In addition to the power output and heat rate, the major issue related to evaluation of GT performance in combined-cycle applications is quantification of the GT exhaust flow and temperature. All four of these parameters for a GT are heavily interdependent. For example, a GT that exceeds the guaranteed power output usually has a better-than-expected component efficiency, particularly for the turbine section. As a result, the exhaust temperature is lower. A lower turbine exhaust temperature has a negative impact on the heat recovery steam generator’s steam production and steam turbine output. Conversely, higher GT exhaust energy has a positive impact on ST output.

No GT meets all four guarantees concurrently. When establishing the HRSG and ST design conditions, it is good engineering practice to allow for some variability of GT exhaust flow and temperature. This way, the design could accommodate either shortfalls or better-than-guaranteed exhaust energy (flow and temperature) of the GT.

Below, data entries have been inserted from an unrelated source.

#[cfg(test)]
mod tests {
    use super::*;
    use crate::units::{UnitPrefix, UnitSymbol};

    fn parse_value(src: &str) -> PExpr {
        Parser::new(src).parse_expr().expect("parse")
    }

    #[test]
    fn precedence_builds_expected_tree() {
        // a + b*c^2 parses as a + (b*(c^2))
        let e = parse_value("a + b*c^2");
        let ParsedExpr::Binary(add) = &*e else { panic!("expected binary") };
        assert_eq!(add.op, BinaryOp::Add);
        let ParsedExpr::Binary(mul) = &*add.rhs else { panic!("expected mul") };
        assert_eq!(mul.op, BinaryOp::Mul);
        let ParsedExpr::Binary(pow) = &*mul.rhs else { panic!("expected pow") };
        assert_eq!(pow.op, BinaryOp::Pow);
    }

    #[test]
    fn pow_is_right_associative() {
        let e = parse_value("a^b^c");
        let ParsedExpr::Binary(outer) = &*e else { panic!() };
        assert_eq!(outer.op, BinaryOp::Pow);
        assert!(matches!(&*outer.lhs, ParsedExpr::Identifier(_)));
        assert!(matches!(&*outer.rhs, ParsedExpr::Binary(b) if b.op == BinaryOp::Pow));
    }

    #[test]
    fn field_access_binds_tighter_than_pow() {
        let e = parse_value("s.m^2");
        let ParsedExpr::Binary(pow) = &*e else { panic!() };
        assert_eq!(pow.op, BinaryOp::Pow);
        assert!(matches!(&*pow.lhs, ParsedExpr::Binary(b) if b.op == BinaryOp::Dot));
    }

    #[test]
    fn literal_with_unit() {
        let e = parse_value("5e-4 [S/cm^2]");
        let ParsedExpr::Float(f) = &*e else { panic!() };
        assert_eq!(f.value, 5e-4);
        assert!(matches!(&*f.unit, UnitExpr::Binary { op: UnitOp::Div, .. }));
    }

    #[test]
    fn negative_unit_exponent() {
        let e = parse_value("3 [s^-1]");
        let ParsedExpr::Int(i) = &*e else { panic!() };
        let UnitExpr::Binary { op: UnitOp::Pow, rhs, .. } = &*i.unit else { panic!() };
        assert!(matches!(&**rhs, UnitExpr::Integer { val: -1, .. }));
    }

    #[test]
    fn let_with_if_and_object() {
        let e = parse_value("let a = if v > 0 { 1.0 } else { 0.0 }; { m = a; h = a; }");
        let ParsedExpr::Let(l) = &*e else { panic!() };
        assert!(matches!(&*l.value, ParsedExpr::If(_)));
        let ParsedExpr::Object(o) = &*l.body else { panic!() };
        assert_eq!(o.fields.len(), 2);
    }

    #[test]
    fn min_is_a_prefix_binary_operator() {
        let e = parse_value("min(a, b + 1)");
        let ParsedExpr::Binary(m) = &*e else { panic!() };
        assert_eq!(m.op, BinaryOp::Min);
    }

    #[test]
    fn parses_full_mechanism() {
        let src = r#"
            # passive leak channel
            density pas {
                parameter g : conductance/area = 0.001 [S/cm^2];
                parameter e_rev = -70 [mV];
                bind v = membrane_potential;
                effect current_density = g*(v - e_rev);
                export g;
            }
        "#;
        let mech = Parser::new(src).parse_mechanism().expect("parse");
        assert_eq!(mech.name, "pas");
        assert_eq!(mech.kind, MechanismKind::Density);
        assert_eq!(mech.parameters.len(), 2);
        assert_eq!(mech.bindings.len(), 1);
        assert_eq!(mech.effects.len(), 1);
        assert_eq!(mech.exports.len(), 1);
    }

    #[test]
    fn parses_record_state_mechanism() {
        let src = r#"
            density kd {
                record gates {
                    m: real;
                    h: real;
                };
                state s : gates;
                bind v = membrane_potential;
                initial s = { m = 0.1; h = 0.9; };
                evolve s' = { m = -s.m; h = -s.h; };
            }
        "#;
        let mech = Parser::new(src).parse_mechanism().expect("parse");
        assert_eq!(mech.records.len(), 1);
        assert_eq!(mech.states.len(), 1);
        assert_eq!(mech.initials.len(), 1);
        assert_eq!(mech.evolutions.len(), 1);
    }

    #[test]
    fn bind_with_ion() {
        let src = "concentration ca_pool { bind f = molar_flux(ca); }";
        let mech = Parser::new(src).parse_mechanism().expect("parse");
        let ParsedExpr::Bind(b) = &*mech.bindings[0] else { panic!() };
        assert_eq!(b.kind, Bindable::MolarFlux);
        assert_eq!(b.ion.as_deref(), Some("ca"));
    }

    #[test]
    fn unknown_bindable_is_an_error() {
        let src = "density m { bind v = membrane_foo; }";
        let err = Parser::new(src).parse_mechanism().unwrap_err();
        assert!(err.to_string().contains("membrane_foo"));
    }

    #[test]
    fn lexer_errors_are_fatal() {
        let src = "density m { parameter a = $; }";
        let err = Parser::new(src).parse_mechanism().unwrap_err();
        assert!(err.to_string().contains("unexpected character"));
    }

    #[test]
    fn milli_volt_unit_on_parameter() {
        let e = parse_value("-77 [mV]");
        let ParsedExpr::Unary(neg) = &*e else { panic!() };
        assert_eq!(neg.op, UnaryOp::Neg);
        let ParsedExpr::Int(i) = &*neg.arg else { panic!() };
        assert!(matches!(
            &*i.unit,
            UnitExpr::Simple { prefix: UnitPrefix::Milli, symbol: UnitSymbol::Volt, .. }
        ));
    }
}
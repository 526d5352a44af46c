//! Copy propagation: a binding `let x = y;` where `y` is an identifier is
//! removed, with `y` substituted for `x` throughout the body. Copy chains
//! collapse because substitution happens before the binding is classified.

use std::collections::HashMap;
use std::rc::Rc;

use crate::ir::*;

use super::{map_bodies, Pass};

pub struct CopyPropagate;

impl Pass for CopyPropagate {
    fn name(&self) -> &'static str {
        "copy-propagate"
    }

    fn run(&self, m: &ResolvedMechanism) -> (ResolvedMechanism, bool) {
        map_bodies(m, copy_propagate_expr)
    }
}

pub fn copy_propagate_expr(e: &RExpr) -> (RExpr, bool) {
    let mut copies: HashMap<String, RExpr> = HashMap::new();
    walk(e, &mut copies)
}

fn walk(e: &RExpr, copies: &mut HashMap<String, RExpr>) -> (RExpr, bool) {
    match &**e {
        ResolvedExpr::Let(l) => {
            let (value, substituted) = substitute(&l.value, copies);
            if matches!(&*value, ResolvedExpr::Argument(_)) {
                copies.insert(l.name.clone(), value);
                let (body, _) = walk(&l.body, copies);
                return (body, true);
            }
            let (body, body_changed) = walk(&l.body, copies);
            let out = Rc::new(ResolvedExpr::Let(ResolvedLet {
                name: l.name.clone(),
                value,
                body,
                ty: l.ty.clone(),
                loc: l.loc,
            }));
            (out, substituted || body_changed)
        }
        _ => substitute(e, copies),
    }
}

fn substitute(e: &RExpr, copies: &HashMap<String, RExpr>) -> (RExpr, bool) {
    match &**e {
        ResolvedExpr::Argument(a) => match copies.get(&a.name) {
            Some(replacement) => (replacement.clone(), true),
            None => (e.clone(), false),
        },
        ResolvedExpr::Float(_) | ResolvedExpr::Int(_) => (e.clone(), false),
        ResolvedExpr::Unary(u) => {
            let (arg, c) = substitute(&u.arg, copies);
            if c {
                let mut v = u.clone();
                v.arg = arg;
                (Rc::new(ResolvedExpr::Unary(v)), true)
            } else {
                (e.clone(), false)
            }
        }
        ResolvedExpr::Binary(b) => {
            let (lhs, cl) = substitute(&b.lhs, copies);
            let (rhs, cr) = substitute(&b.rhs, copies);
            if cl || cr {
                let mut v = b.clone();
                v.lhs = lhs;
                v.rhs = rhs;
                (Rc::new(ResolvedExpr::Binary(v)), true)
            } else {
                (e.clone(), false)
            }
        }
        ResolvedExpr::If(i) => {
            let (condition, cc) = substitute(&i.condition, copies);
            let (if_true, ct) = substitute(&i.if_true, copies);
            let (if_false, cf) = substitute(&i.if_false, copies);
            if cc || ct || cf {
                let mut v = i.clone();
                v.condition = condition;
                v.if_true = if_true;
                v.if_false = if_false;
                (Rc::new(ResolvedExpr::If(v)), true)
            } else {
                (e.clone(), false)
            }
        }
        ResolvedExpr::Call(c) => {
            let mut changed = false;
            let args: Vec<RExpr> = c
                .args
                .iter()
                .map(|a| {
                    let (a, s) = substitute(a, copies);
                    changed |= s;
                    a
                })
                .collect();
            if changed {
                let mut v = c.clone();
                v.args = args;
                (Rc::new(ResolvedExpr::Call(v)), true)
            } else {
                (e.clone(), false)
            }
        }
        ResolvedExpr::Object(o) => {
            let mut changed = false;
            let fields: Vec<(String, RExpr)> = o
                .fields
                .iter()
                .map(|(n, v)| {
                    let (v, s) = substitute(v, copies);
                    changed |= s;
                    (n.clone(), v)
                })
                .collect();
            if changed {
                let mut v = o.clone();
                v.fields = fields;
                (Rc::new(ResolvedExpr::Object(v)), true)
            } else {
                (e.clone(), false)
            }
        }
        ResolvedExpr::FieldAccess(f) => {
            let (object, c) = substitute(&f.object, copies);
            if c {
                let mut v = f.clone();
                v.object = object;
                (Rc::new(ResolvedExpr::FieldAccess(v)), true)
            } else {
                (e.clone(), false)
            }
        }
        ResolvedExpr::Let(l) => {
            // nested lets only appear transiently; substitute through them
            let (value, cv) = substitute(&l.value, copies);
            let (body, cb) = substitute(&l.body, copies);
            if cv || cb {
                let mut v = l.clone();
                v.value = value;
                v.body = body;
                (Rc::new(ResolvedExpr::Let(v)), true)
            } else {
                (e.clone(), false)
            }
        }
        _ => (e.clone(), false),
    }
}

#[cfg(test)]
mod tests {
    use super::*;
    use crate::rtype::real_type;
    use ionc_lang::location::Location;

    fn arg(name: &str) -> RExpr {
        Rc::new(ResolvedExpr::Argument(ResolvedArgument {
            name: name.to_string(),
            ty: real_type(Location::default()),
            loc: Location::default(),
        }))
    }

    fn let_in(name: &str, value: RExpr, body: RExpr) -> RExpr {
        let ty = type_of(&body);
        Rc::new(ResolvedExpr::Let(ResolvedLet {
            name: name.to_string(),
            value,
            body,
            ty,
            loc: Location::default(),
        }))
    }

    #[test]
    fn copies_are_removed_and_uses_rewritten() {
        // let a = x; a  ->  x
        let e = let_in("a", arg("x"), arg("a"));
        let (out, changed) = copy_propagate_expr(&e);
        assert!(changed);
        assert!(matches!(&*out, ResolvedExpr::Argument(a) if a.name == "x"));
    }

    #[test]
    fn copy_chains_collapse() {
        // let a = x; let b = a; b  ->  x
        let e = let_in("a", arg("x"), let_in("b", arg("a"), arg("b")));
        let (out, _) = copy_propagate_expr(&e);
        assert!(matches!(&*out, ResolvedExpr::Argument(a) if a.name == "x"));
    }

    #[test]
    fn non_copies_are_kept() {
        let ty = real_type(Location::default());
        let sum = Rc::new(ResolvedExpr::Binary(ResolvedBinary {
            op: ionc_lang::ast::BinaryOp::Add,
            lhs: arg("x"),
            rhs: arg("y"),
            ty,
            loc: Location::default(),
        }));
        let e = let_in("a", sum, arg("a"));
        let (out, changed) = copy_propagate_expr(&e);
        assert!(!changed);
        assert!(matches!(&*out, ResolvedExpr::Let(_)));
    }
}
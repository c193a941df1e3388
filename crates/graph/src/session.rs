//! # Run coordinator
//!
//! A [`Session`] owns the parsed graph, the weight labels and the layout
//! cache. Each [`Session::run`] re-parses the input, validates the
//! selection, runs one algorithm and reports what the UI should show.

use edgeviz_core::{Error, Notice, Result, ResultExt, VisualizerConfig};
use tracing::{debug, info};

use crate::algorithm::{self, Algorithm, AlgorithmResult};
use crate::layout::LayoutCache;
use crate::model::{EdgeGraph, EdgeWeightMap};
use crate::parser::{self, ParseWarning};
use crate::render::{self, Frame, RenderRequest};

/// One press of the run button.
#[derive(Debug, Clone, Default, PartialEq, Eq)]
pub struct RunRequest {
    /// Edge-list text.
    pub text: String,
    /// Algorithm name as selected; unrecognized names are reported, not
    /// rejected up front.
    pub algorithm: String,
    pub source: String,
    pub target: String,
}

impl RunRequest {
    #[must_use]
    pub fn new(text: impl Into<String>, algorithm: impl Into<String>) -> Self {
        Self {
            text: text.into(),
            algorithm: algorithm.into(),
            ..Self::default()
        }
    }

    #[must_use]
    pub fn source(mut self, source: impl Into<String>) -> Self {
        self.source = source.into();
        self
    }

    #[must_use]
    pub fn target(mut self, target: impl Into<String>) -> Self {
        self.target = target.into();
        self
    }
}

/// What a run produced for the UI.
#[derive(Debug, Clone, PartialEq, Default)]
pub struct RunReport {
    /// Notices in the order they arose.
    pub notices: Vec<Notice>,
    /// Set when the view should be redrawn.
    pub redraw: Option<RenderRequest>,
}

impl RunReport {
    /// Whether any notice is an error.
    #[must_use]
    pub fn has_fatal(&self) -> bool {
        self.notices.iter().any(Notice::is_fatal)
    }

    /// The algorithm result to display, if the run got that far.
    #[must_use]
    pub fn result(&self) -> Option<&AlgorithmResult> {
        self.redraw.as_ref().map(|request| &request.result)
    }

    fn notify(&mut self, notice: Notice) {
        notice.log();
        self.notices.push(notice);
    }
}

/// State carried between runs.
#[derive(Debug, Clone, Default)]
pub struct Session {
    graph: EdgeGraph,
    weights: EdgeWeightMap,
    layout: LayoutCache,
}

impl Session {
    #[must_use]
    pub fn new() -> Self {
        Self::default()
    }

    #[must_use]
    pub const fn graph(&self) -> &EdgeGraph {
        &self.graph
    }

    #[must_use]
    pub const fn weights(&self) -> &EdgeWeightMap {
        &self.weights
    }

    /// Parse, validate and run one algorithm.
    ///
    /// Never fails: every problem becomes a [`Notice`] in the report. The
    /// report asks for a redraw after a failed parse, an empty graph, a
    /// missing path or a successful run; input and algorithm errors leave
    /// the view as it was.
    pub fn run(&mut self, request: &RunRequest) -> RunReport {
        let parsed = parser::parse_into(&request.text, &mut self.graph, &mut self.weights);
        self.run_parsed(parsed, request)
    }

    /// Everything after the parse, given its outcome. A failed parse still
    /// redraws whatever the earlier lines left in the graph.
    fn run_parsed(
        &mut self,
        parsed: Result<Vec<ParseWarning>>,
        request: &RunRequest,
    ) -> RunReport {
        let mut report = RunReport::default();
        let name = request.algorithm.trim();
        let source = request.source.trim();
        let target = request.target.trim();

        match parsed.into_notice() {
            Ok(warnings) => {
                report
                    .notices
                    .extend(warnings.iter().map(Notice::from));
            }
            Err(notice) => {
                report.notify(notice);
                report.redraw = Some(RenderRequest::base(source, target));
                return report;
            }
        }

        if self.graph.is_empty() {
            report.notify(Notice::from(Error::EmptyGraph));
            report.redraw = Some(RenderRequest::base(source, target));
            return report;
        }

        let selected = name.parse::<Algorithm>().ok();
        if let Err(notice) = self.validate(selected, name, source, target).into_notice() {
            report.notify(notice);
            return report;
        }

        let Some(algorithm) = selected else {
            report.notify(Notice::from(Error::UnrecognizedAlgorithm(name.to_string())));
            return report;
        };

        debug!(%algorithm, source, target, "running algorithm");
        match algorithm::run(&self.graph, algorithm, source, target) {
            Ok(result) => {
                info!(%algorithm, "algorithm finished");
                report.redraw = Some(RenderRequest::with_result(
                    algorithm, result, source, target,
                ));
            }
            Err(e @ Error::NoPath { .. }) => {
                report.notify(Notice::from(e));
                report.redraw = Some(RenderRequest::with_result(
                    algorithm,
                    AlgorithmResult::None,
                    source,
                    target,
                ));
            }
            Err(e) => report.notify(Notice::from(e)),
        }
        report
    }

    /// Selection checks in a fixed order: required source, required target,
    /// then existence of whatever labels were given.
    fn validate(
        &self,
        selected: Option<Algorithm>,
        name: &str,
        source: &str,
        target: &str,
    ) -> Result<()> {
        if let Some(algorithm) = selected {
            if algorithm.requires_source() && source.is_empty() {
                return Err(Error::SourceRequired {
                    algorithm: name.to_string(),
                });
            }
            if algorithm.requires_target() && target.is_empty() {
                return Err(Error::TargetRequired {
                    algorithm: name.to_string(),
                });
            }
        }
        if !source.is_empty() && !self.graph.contains(source) {
            return Err(Error::SourceNotFound(source.to_string()));
        }
        if !target.is_empty() && !self.graph.contains(target) {
            return Err(Error::TargetNotFound(target.to_string()));
        }
        Ok(())
    }

    /// Build the frame for a redraw requested by [`Session::run`].
    pub fn render(&mut self, request: &RenderRequest, config: &VisualizerConfig) -> Frame {
        render::dispatch(
            &self.graph,
            &self.weights,
            &mut self.layout,
            request,
            config,
        )
    }
}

Figure 3–28 quantifies the effect on the combined-cycle heat rate, due to a 5°F lower exhaust temperature and a 1% better turbine section efficiency. Figure 3–28 also shows that, for the same firing temperature, a 1% improvement in GT performance overcomes the performance loss due to a 5°F shortfall in exhaust temperature and still results in 11 Btu/kWh (0.16%) improvement in combined cycle heat rate. These numbers may vary for different GT makes and models.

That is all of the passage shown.